The first patient with influenza A/H1N1-related pneumonia was admitted to an Italian ICU at the end of August 2009. Until then, despite the international alarm, the level of awareness was low and very few Italian hospitals were equipped with ECMOs. Moreover the PCR test for A H1N1 virus was sporadically available and the emergency departments of even the largest institutions could rely only on the rapid test for the urgent screening of patients with pneumonia and respiratory failure. On September 5th, a young and “apparently” previously healthy man, was admitted to our ICU because of a severe ARDS caused by influenza A H1N1 virus. As there was no ECMO available, he was treated with prolonged cycles of prone positioning ventilation. Antiviral treatment was started with Oseltamivir, but as enteral absorption was impaired by paralytic ileus and tube feeding intolerance, Oseltamivir had to be discontinued. Intravenous Zanamivir 1200 mg/day for ten days was therefore prescribed as “off label” antiviral therapy. A bone marrow biopsy allowed the diagnosis of an initial stage of “hairy cells leukaemia.” ARDS related to A/H1N1 influenza was the first sign of the disease in our patient. He did well with complete clearance of the infection from the BAL after 10 days of Zanamivir, although the nasopharyngeal swabs remained positive for ten more days. Prone positioning ventilation may be a life-saver strategy in patients with severe ARDS when ECMO is not immediately available. However, prone positioning ventilation is often associated with severe impairment of the absorption of drugs that require enteral administration via the nasogastric tube. In these cases, intravenous Zanamivir may be an effective alternative strategy.
1. Case Report
On September 5th, a 41-year-old Caucasian man was transferred to our Emergency Department (ED) from a nearby private hospital, where he had been admitted only a few hours before.
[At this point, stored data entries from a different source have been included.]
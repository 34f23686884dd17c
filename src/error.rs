//! Error types for building and loading tries.

use std::io;
use std::path::PathBuf;

/// Errors that can occur while loading a word list or building a trie.
#[derive(Debug, thiserror::Error)]
pub enum TrieError {
    /// A word contains a character outside `a`..`z`.
    #[error("invalid character {character:?} at position {position} in word {word:?}")]
    InvalidCharacter {
        word: String,
        position: usize,
        character: char,
    },

    /// The word needs more nodes than the trie is allowed to hold.
    #[error("trie cannot hold more than {nodes} nodes")]
    CapacityExceeded { nodes: usize },

    /// A delimited line has fewer columns than the format asks for.
    #[error("line {line} has no column {column}")]
    MissingColumn { line: usize, column: usize },

    #[error("failed to open word list {path:?}")]
    Open {
        path: PathBuf,
        #[source]
        source: io::Error,
    },

    #[error(transparent)]
    Io(#[from] io::Error),
}

/// Result type for trie operations.
pub type TrieResult<T> = Result<T, TrieError>;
There was nothing relevant in his past medical history. He was under no medication and had no history of alcohol or drug abuse. His body weight and height were, respectively, 90 Kg and 190 cm.
Three days earlier, he called the outpatient department of a district hospital complaining of high fever (40°C), cough, and myalgia. In spite of a chest X-ray showing bilateral infiltrates, he was sent home on antibiotics with no further investigations prescribed.
In the next three days, he worsened progressively. On admission to our ED, he was dyspnoeic and hypoxic with respiratory fatigue, tachycardia, and systolic hypertension.
Blood gas analysis on admission showed severe hypoxemia, hypercarbia, and respiratory acidosis.
He was given high-flow oxygen; blood cultures were performed as well as a pharyngeal swab for an H1N1 rapid test. The urines were tested for Streptococcus Pneumoniae and Legionella free antigens.
The chest CT scan showed “ground glass” bilateral infiltrates involving the dependent regions of both lungs, suggesting ARDS pneumonia related.
After sedation, the patient’s trachea was intubated. A tracheal aspirate was sent for Gram staining and culture. Antibiotic therapy was modified and different drugs were prescribed according to the local guidelines for “nonresponding pneumonia” (Piperacillin/Tazobactam + Vancomycin + Levofloxacin).
Bacterial urinary antigens were negative as well as the Gram stain on the tracheal aspirate. The A virus H1N1 rapid test (Binax-Now, Inverness Medical, Southgate, Maine, USA) was performed on admission to the ED and repeated 12 hours later. Both tests were negative. The patient was admitted to our ICU.
On admission to the ICU, the patient was sedated and artificially ventilated. Blood Pressure (90/50) was supported with vasopressors (Norepinephrine 9 mcg/Kg/min) and hynotropic agents (Dobutamine 28 mcg/Kg/min). Urinary output was preserved. Body temperature was 39°C. On peripheral blood sample, leukopenia (<700) was recorded.
A Pressure Control Ventilation-Volume Guaranteed (PCV-VG) with protective lung strategy (8 ml/Kg) was started.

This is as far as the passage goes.